The St. Lucia warbler is monotypic.

==Etymology==

The genus Setophaga is Greek for "moth eater". The specific epithet delicata is Latin and means "dainty", "nice", or "delicate".

==Description==

The St. Lucia warbler is 12.5 cm long. Adult males have a slate- to plumbeous gray forehead and crown with a thin black streak below them, a wide rich lemon yellow supercilium to behind the eye, a yellow arc below the eye, and slate- to plumbeous gray ear coverts with a black line under and behind them. Their upperparts are slate- to plumbeous gray. Their wings are mostly black or dusky with slate-gray edges on the flight feathers and large white tips on the median and greater coverts that show as two wing bars. Their tail is black or dusky with gray feather edges and progressively more white at the end from the fourth to the outermost feathers. Their cheeks, chin, throat, breast, and belly are rich lemon yellow with an olive tinge on the sides and flanks; their undertail coverts are white. Adult females are paler gray above and much paler yellow below than males. Their black under-crown stripe and wing bars are narrower. Both sexes have a black iris, a dusky brown bill, and light grayish brown legs and feet.

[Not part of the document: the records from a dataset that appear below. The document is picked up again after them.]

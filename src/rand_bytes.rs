//! OS entropy for NTLMv2 client challenges and EAS `Sync` `ClientId` values.
//!
//! Follows the same thin wrapper over [`getrandom`] used elsewhere in the
//! ecosystem for this exact purpose rather than pulling in a full `rand`
//! dependency for a handful of call sites.

use crate::error::{Error, ErrorKind};

/// Fills `buf` with cryptographically secure random bytes from the OS.
///
/// # Errors
///
/// Returns [`ErrorKind::Transport`] if the OS entropy source is unavailable;
/// this is classified as transport rather than logic because the caller's
/// only recourse is the same local retry as a network hiccup.
pub fn fill(buf: &mut [u8]) -> Result<(), Error> {
    getrandom::fill(buf).map_err(|e| {
        Error::new(ErrorKind::Transport).with_context(format!("OS entropy unavailable: {e}"))
    })
}

/// Returns a fresh 8-byte NTLMv2 client challenge.
pub fn client_challenge_8() -> Result<[u8; 8], Error> {
    let mut buf = [0u8; 8];
    fill(&mut buf)?;
    Ok(buf)
}

/// Returns a fresh 32-character lowercase-hex `ClientId` string (the
/// hyphen-stripped form of a UUIDv4) for the EAS `Sync` command's
/// per-`Add` correlation token. MS-ASCMD requires uniqueness only within a
/// single `Sync` request, but global uniqueness is simpler to reason about
/// and costs nothing extra.
pub fn client_id() -> Result<String, Error> {
    let mut buf = [0u8; 16];
    fill(&mut buf)?;
    Ok(buf.iter().map(|b| format!("{b:02x}")).collect())
}

#[cfg(test)]
mod tests {
    use super::*;

    #[test]
    fn client_challenge_is_nonzero_with_overwhelming_probability() {
        let a = client_challenge_8().unwrap();
        let b = client_challenge_8().unwrap();
        assert_ne!(a, [0u8; 8]);
        assert_ne!(a, b);
    }

    #[test]
    fn client_id_is_32_hex_chars() {
        let id = client_id().unwrap();
        assert_eq!(id.len(), 32);
        assert!(id.chars().all(|c| c.is_ascii_hexdigit()));
    }
}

==Distribution and habitat==

The St. Lucia warbler is found on the island of Saint Lucia in the Lesser Antilles. It inhabits almost all of the available landscapes, shunning only the driest scrub forest. It is found in both primary and secondary deciduous, semi-deciduous, and humid evergreen forests. Though it does not give numbers, a field guide says it is a bird of mid- to high-elevation forests.

There are also three twentieth century records from the island of Martinique, which is just north of Saint Lucia.

==Behavior==
===Movement===

The St. Lucia warbler is a year-round resident.

===Feeding===

The St. Lucia warbler feeds primarily on insects and includes smaller numbers of other arthropods including spiders in its diet. It occasionally feeds on fruit. Though it favors the forest understory up to about 8 m it will forage in the canopy as high as 28 m. "They use 'flycatching', 'leaf-snatching', and 'leaf-gleaning' techniques in roughly equal proportions."

===Breeding===

The St. Lucia warbler usually breeds between March and June. Its nest is a small cup made from grass lined with feathers. It is typically well hidden in vegetation; most are about 1 to 3 m above the ground but nests have been found as high as 6 m. The clutch is two to four eggs that are white with reddish brown spots. The incubation period, time to fledging, and details of parental care are not known.

===Vocalization===

The St. Lucia warbler's song is "a lengthy trill, sung in couplet notes, often rising or descending in tone towards the end" and is highly variable. Its call is "a medium-strength chick".

==Status==

The IUCN has assessed the St. Lucia warbler as being of Least Concern. It has a small range; its population size is not known but is believed to be stable. No immediate threats have been identified. It is considered common throughout the island. "In modern times, the greatest threat to populations is the conversion of forest to tourist developments and associated urbanization."